# hedl-core
**The parsing engine that makes HEDL work.**
Every format needs a foundation. JSON has parsers that handle `{}` and `[]`. YAML wrestles with indentation. XML navigates angle brackets. HEDL's foundation is `hedl-core` - a parser designed from scratch for AI-era data: typed matrices, entity references, and tensor literals built into the format itself.
## Why hedl-core Exists
When you're processing 100GB datasets for ML training, or serving thousands of API requests per second, parser performance isn't academic—it's operational. `hedl-core` was built for this: deterministic parsing with fail-fast error handling, zero-copy preprocessing for minimal allocations, and a data model that maps directly to how AI systems think about data.

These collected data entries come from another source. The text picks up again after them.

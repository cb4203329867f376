use std::{
    net::{Ipv4Addr, SocketAddr},
    path::PathBuf,
};

use anyhow::{Context, Result};
use clap::{App, Arg};
use config::{Config, Environment};

use crate::log::LogSettings;

/// default pushbullet endpoint
const DEFAULT_API_ADDR: &str = "https://api.pushbullet.com/v2/pushes";
/// default pushbullet channel tag
const DEFAULT_CHANNEL_TAG: &str = "santaclausgoeswild";
/// default listen port of the webhook receiver
const DEFAULT_PORT: u16 = 8080;

/// runtime configuration, resolved once at startup and passed into the
/// components that need it
#[derive(Debug, Clone)]
pub struct Settings {
    /// pushbullet pushes endpoint (`PUSHBULLETAPIADDR`)
    pub api_addr: String,
    /// pushbullet channel tag pushes are sent to (`PUSHBULLETCHANNELTAG`)
    pub channel_tag: String,
    /// pushbullet access token (`PUSHBULLETAPITOKEN`)
    pub api_token: String,
    /// path of a PEM file appended to the trust store (`CACERTFILE`)
    pub ca_cert_file: Option<PathBuf>,
    /// disable certificate validation on the outbound client
    /// (`INSECURESKIPVERIFY`)
    pub insecure_skip_verify: bool,
    /// listen port of the webhook receiver (`PORT`)
    pub port: u16,
    pub log: LogSettings,
}

impl Settings {
    /// loads settings from the process environment and applies command line
    /// overrides
    pub fn load() -> Result<Self> {
        let opts = App::new(clap::crate_name!())
            .version(clap::crate_version!())
            .about(clap::crate_description!())
            .arg(
                Arg::new("level")
                    .help("log level")
                    .possible_values(["Error", "Warn", "Info", "Debug", "Trace"])
                    .ignore_case(true)
                    .takes_value(true)
                    .long("log"),
            )
            .get_matches();

        let mut settings = Self::from_env()?;

        if let Some(level) = opts.value_of("level") {
            settings.log.level = level.to_string();
        }

        Ok(settings)
    }

    /// resolves settings from environment variables, falling back to the
    /// documented defaults when a variable is absent or empty
    ///
    /// Values are parsed best-effort: a skip-verify flag or port that does
    /// not parse falls back to its default instead of failing.
    pub fn from_env() -> Result<Self> {
        let env = Config::builder()
            .add_source(Environment::default())
            .build()
            .context("can't read process environment")?;

        // config lowercases environment keys; empty values count as unset
        let var = |key: &str| env.get_string(key).ok().filter(|v| !v.is_empty());

        Ok(Self {
            api_addr: var("pushbulletapiaddr").unwrap_or_else(|| DEFAULT_API_ADDR.to_string()),
            channel_tag: var("pushbulletchanneltag")
                .unwrap_or_else(|| DEFAULT_CHANNEL_TAG.to_string()),
            api_token: var("pushbulletapitoken").unwrap_or_default(),
            ca_cert_file: var("cacertfile").map(PathBuf::from),
            insecure_skip_verify: var("insecureskipverify")
                .map(|v| parse_bool(&v))
                .unwrap_or(false),
            port: var("port")
                .and_then(|v| v.parse().ok())
                .unwrap_or(DEFAULT_PORT),
            log: LogSettings::default(),
        })
    }

    /// socket address the webhook receiver binds to
    pub fn listen_addr(&self) -> SocketAddr {
        SocketAddr::from((Ipv4Addr::UNSPECIFIED, self.port))
    }
}

/// lenient bool parse, accepts the usual spellings and reads everything else
/// as false
fn parse_bool(value: &str) -> bool {
    matches!(value.to_ascii_lowercase().as_str(), "1" | "t" | "true")
}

## What Makes It Different
**Schema-Aware Matrices**: Most formats see tabular data as "arrays of objects." HEDL sees them as typed matrices with column definitions—the difference between `[{}, {}, {}]` and `@User[id,name,email]`. The parser understands this natively.
**Entity References**: When you write `@User:alice`, the parser knows it's a reference, not a string. Graph relationships are first-class
citizens, not workarounds.
**Zero-Copy Where It Counts**: Line offset tables and careful memory layout mean the parser allocates only what it needs. Less allocation pressure means more predictable performance.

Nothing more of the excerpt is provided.